Poco después de votar, Bachelet se dirigió al hotel San Francisco, en la Alameda, a la espera de los primeros resultados. Mientras tanto, en las afueras del recinto los simpatizantes comenzaban a agru-parse con banderas de Nueva Mayoría y otras del Partido Comunista, ahora incorporado a la alianza triunfante. La euforia era compartida por los no militantes, que se sumaban al festejo con bocinazos. "¡Qué gran jornada, qué emocionante ha sido! ¡Qué ejemplo de democracia hemos vivido!", dijo visiblemente emocionada la ganadora de la contienda. "Aquí no hay dos lecturas, hemos ganado esta elección, han votado por esta mayoría, para que el país sea más justo para todos los chilenos. Sabíamos que el desafío de ganar en primera vuelta era complejo, estuvimos muy cerca de lograrlo. Ganamos esta noche y vamos a trabajar ampliamente en diciembre", afirmó Bachelet ante una multitud que le ovacionaba cada palabra. "Han votado por la educación gratuita, para la equidad para niños y niñas, los chilenos y chilenos han votado por la reforma tributaria que nos permita mejorar las políticas sociales, salud, educación, el sistema de pensiones", enumeró.

La nueva cita en las urnas tiene sabor amargo para el centroderecha, que deberá alcanzar un difícil 40% para no exponerse a una derrota sin parangón en los últimos 60 años.

Una vez superado "el trá-mite" de diciembre, el futuro Gobierno se encontrará con un tablero complejo, en el que deberá esforzarse en negociar y saltar los escollos internos, dado que de ahora en más convivirán bajo el mismo techo partidos tan diferentes e históricamente enfrentados como el Comunista y la Democracia Cristiana.

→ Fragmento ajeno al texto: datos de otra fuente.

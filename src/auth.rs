//! OAuth2 credential loading and refresh.
//!
//! The token file is produced out of band by an interactive consent flow. This
//! module only reads it and, when the access token has expired, exchanges the
//! refresh token for a new one and rewrites the file in place (owner-only
//! permissions on Unix).

use std::cell::RefCell;
use std::fs;
use std::io::Write;
use std::path::{Path, PathBuf};
use std::time::Duration;

use chrono::{DateTime, TimeDelta, Utc};
use reqwest::blocking::Client;
use serde::{Deserialize, Serialize};
use tracing::{debug, info};

use crate::config;
use crate::error::{ExtractError, Result};

/// Tokens this close to expiry are treated as expired.
const EXPIRY_SKEW_SECS: i64 = 60;

// ---------------------------------------------------------------------------
// Credential
// ---------------------------------------------------------------------------

/// Contents of the authorized-user token file.
#[derive(Debug, Clone, PartialEq, Serialize, Deserialize)]
pub struct Credential {
    #[serde(default)]
    pub token: Option<String>,
    #[serde(default)]
    pub refresh_token: Option<String>,
    #[serde(default = "default_token_uri")]
    pub token_uri: String,
    #[serde(default)]
    pub client_id: Option<String>,
    #[serde(default)]
    pub client_secret: Option<String>,
    #[serde(default)]
    pub scopes: Vec<String>,
    #[serde(default, skip_serializing_if = "Option::is_none")]
    pub expiry: Option<DateTime<Utc>>,
}

fn default_token_uri() -> String {
    config::DEFAULT_TOKEN_URI.to_string()
}

impl Credential {
    /// A credential with an access token and no known expiry.
    pub fn with_token(token: &str) -> Self {
        Self {
            token: Some(token.to_string()),
            refresh_token: None,
            token_uri: default_token_uri(),
            client_id: None,
            client_secret: None,
            scopes: config::SCOPES.iter().map(|s| s.to_string()).collect(),
            expiry: None,
        }
    }

    pub fn is_expired_at(&self, now: DateTime<Utc>) -> bool {
        match self.expiry {
            Some(expiry) => expiry - TimeDelta::seconds(EXPIRY_SKEW_SECS) <= now,
            None => false,
        }
    }

    pub fn is_valid_at(&self, now: DateTime<Utc>) -> bool {
        self.token.as_deref().is_some_and(|t| !t.is_empty()) && !self.is_expired_at(now)
    }

    pub fn can_refresh(&self) -> bool {
        self.refresh_token.as_deref().is_some_and(|t| !t.is_empty())
    }

    /// The bearer token, if any.
    pub fn access_token(&self) -> Option<&str> {
        self.token.as_deref()
    }
}

/// Read a token file.
///
/// Fails with [`ExtractError::TokenNotFound`] when the file does not exist.
pub fn load_credential(path: &Path) -> Result<Credential> {
    if !path.exists() {
        return Err(ExtractError::TokenNotFound {
            path: path.to_path_buf(),
        });
    }
    let contents = fs::read_to_string(path).map_err(|e| {
        ExtractError::CredentialsInvalid(format!("cannot read token file {}: {}", path.display(), e))
    })?;
    serde_json::from_str(&contents).map_err(|e| {
        ExtractError::CredentialsInvalid(format!("malformed token file {}: {}", path.display(), e))
    })
}

/// Write a token file atomically with owner-only permissions.
pub fn save_credential(path: &Path, credential: &Credential) -> Result<()> {
    let dir = match path.parent() {
        Some(parent) if !parent.as_os_str().is_empty() => parent,
        _ => Path::new("."),
    };
    fs::create_dir_all(dir)?;

    let mut tmp = tempfile::NamedTempFile::new_in(dir)?;
    serde_json::to_writer_pretty(&mut tmp, credential)?;
    tmp.write_all(b"\n")?;
    tmp.flush()?;
    tmp.persist(path).map_err(|e| e.error)?;

    #[cfg(unix)]
    {
        use std::os::unix::fs::PermissionsExt;
        fs::set_permissions(path, fs::Permissions::from_mode(0o600))?;
    }
    Ok(())
}

// ---------------------------------------------------------------------------
// IdentityProvider
// ---------------------------------------------------------------------------

/// Response of a refresh-token grant.
#[derive(Debug, Clone, PartialEq, Deserialize)]
pub struct TokenGrant {
    pub access_token: String,
    #[serde(default)]
    pub expires_in: Option<i64>,
    #[serde(default)]
    pub refresh_token: Option<String>,
}

/// Exchanges a refresh token for a fresh access token.
pub trait IdentityProvider {
    fn refresh(&self, credential: &Credential) -> Result<TokenGrant>;
}

/// Refreshes against the credential's `token_uri` over HTTP.
pub struct OAuthRefresher {
    client: Client,
}

impl OAuthRefresher {
    pub fn new(timeout: Duration) -> Result<Self> {
        let client = Client::builder().timeout(timeout).build()?;
        Ok(Self { client })
    }
}

#[derive(Deserialize)]
struct OAuthErrorBody {
    error: String,
    #[serde(default)]
    error_description: Option<String>,
}

impl IdentityProvider for OAuthRefresher {
    fn refresh(&self, credential: &Credential) -> Result<TokenGrant> {
        let refresh_token = credential.refresh_token.as_deref().unwrap_or_default();
        let mut form = vec![
            ("grant_type", "refresh_token"),
            ("refresh_token", refresh_token),
        ];
        if let Some(id) = credential.client_id.as_deref() {
            form.push(("client_id", id));
        }
        if let Some(secret) = credential.client_secret.as_deref() {
            form.push(("client_secret", secret));
        }

        debug!(token_uri = %credential.token_uri, "requesting token refresh");
        let resp = self.client.post(&credential.token_uri).form(&form).send()?;
        let status = resp.status();
        if !status.is_success() {
            let body = resp.text().unwrap_or_default();
            let reason = match serde_json::from_str::<OAuthErrorBody>(&body) {
                Ok(err) => match err.error_description {
                    Some(desc) => format!("{}: {}", err.error, desc),
                    None => err.error,
                },
                Err(_) => format!("token endpoint returned {}", status),
            };
            return Err(ExtractError::CredentialsInvalid(reason));
        }
        Ok(resp.json()?)
    }
}

// ---------------------------------------------------------------------------
// CredentialStore
// ---------------------------------------------------------------------------

/// Token file on disk plus the provider used to refresh it.
pub struct CredentialStore {
    path: PathBuf,
    provider: Box<dyn IdentityProvider>,
}

impl CredentialStore {
    pub fn new<P: AsRef<Path>>(path: P, provider: Box<dyn IdentityProvider>) -> Self {
        Self {
            path: path.as_ref().to_path_buf(),
            provider,
        }
    }

    pub fn path(&self) -> &Path {
        &self.path
    }

    pub fn load(&self) -> Result<Credential> {
        load_credential(&self.path)
    }

    /// Load the token file and make sure the credential is usable.
    pub fn load_valid(&self) -> Result<Credential> {
        let credential = self.load()?;
        let credential = self.ensure_valid(credential)?;
        info!(path = %self.path.display(), "credentials loaded");
        Ok(credential)
    }

    pub fn ensure_valid(&self, credential: Credential) -> Result<Credential> {
        self.ensure_valid_at(credential, Utc::now())
    }

    /// Return `credential` unchanged if valid at `now`; otherwise refresh it
    /// and persist the result.
    ///
    /// The token file is only rewritten after a successful refresh.
    pub fn ensure_valid_at(&self, credential: Credential, now: DateTime<Utc>) -> Result<Credential> {
        if credential.is_valid_at(now) {
            return Ok(credential);
        }
        if !credential.can_refresh() {
            return Err(ExtractError::CredentialsInvalid(
                "access token expired and no refresh token is available".to_string(),
            ));
        }

        info!("token expired, refreshing");
        let grant = self.provider.refresh(&credential).map_err(|e| match e {
            ExtractError::CredentialsInvalid(_) => e,
            other => ExtractError::CredentialsInvalid(other.to_string()),
        })?;

        let mut refreshed = credential;
        refreshed.token = Some(grant.access_token);
        refreshed.expiry = grant.expires_in.map(|secs| now + TimeDelta::seconds(secs));
        if let Some(rotated) = grant.refresh_token {
            refreshed.refresh_token = Some(rotated);
        }
        if !refreshed.is_valid_at(now) {
            return Err(ExtractError::CredentialsInvalid(
                "refresh returned an unusable token".to_string(),
            ));
        }

        save_credential(&self.path, &refreshed).map_err(|e| {
            ExtractError::CredentialsInvalid(format!(
                "cannot save refreshed token to {}: {}",
                self.path.display(),
                e
            ))
        })?;
        info!(path = %self.path.display(), "refreshed token saved");
        Ok(refreshed)
    }
}

// ---------------------------------------------------------------------------
// TokenSource
// ---------------------------------------------------------------------------

/// The current credential, refreshed through its store whenever it expires.
///
/// API clients ask for a bearer token before every request, so a batch that
/// outlives one access token keeps working.
pub struct TokenSource {
    store: Option<CredentialStore>,
    current: RefCell<Credential>,
}

impl TokenSource {
    pub fn new(store: CredentialStore, credential: Credential) -> Self {
        Self {
            store: Some(store),
            current: RefCell::new(credential),
        }
    }

    /// A token that is never refreshed.
    pub fn fixed(token: &str) -> Self {
        Self {
            store: None,
            current: RefCell::new(Credential::with_token(token)),
        }
    }

    /// Snapshot of the credential currently in use.
    pub fn credential(&self) -> Credential {
        self.current.borrow().clone()
    }

    pub fn access_token(&self) -> Result<String> {
        self.access_token_at(Utc::now())
    }

    /// Bearer token valid at `now`, refreshing first if needed.
    pub fn access_token_at(&self, now: DateTime<Utc>) -> Result<String> {
        let current = self.credential();
        let valid = match &self.store {
            Some(store) => store.ensure_valid_at(current, now)?,
            None if current.is_valid_at(now) => current,
            None => {
                return Err(ExtractError::CredentialsInvalid(
                    "access token expired and cannot be refreshed".to_string(),
                ))
            }
        };
        let token = valid
            .access_token()
            .map(str::to_string)
            .ok_or_else(|| ExtractError::CredentialsInvalid("token file has no access token".to_string()))?;
        *self.current.borrow_mut() = valid;
        Ok(token)
    }
}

Además, deberá ser capaz de absorber la energía ciudadana a su favor e inculcar paciencia a sus seguidores: transformaciones de la envergadura que se promete -y se espera-llevarán tiempo. Los ánimos en la calle revelan ansiedad. Muchos de los votantes se adhirieron a la campaña "Marcá tu voto", en la que las personas escribieron en el boleta la consigna "AC" (Asamblea Constituyente) para terminar con los rezagos legales de la dictadura, algo de lo que dependen otros cambios urgentes como la reforma tributaria y el fin del sistema electoral binominal con el que se distribuye el poder en el Congreso. Para sacar adelante este ambicioso proyecto, Bachelet debería controlar con 4/7 del Congreso.

Ayer temprano, Matthei fue la primera en inaugurar el desfile de candidatos por centros electorales. "Ésta fue una campaña muy corta y difícil, pero quiero agradecer el esfuerzo que hizo tanta gente para apoyarnos y trabajar para nuestra candidatura", dijo, casi como un anticipo de lo que vendría. Una crisis inédita en la derecha será, a no dudarlo, parte del combo.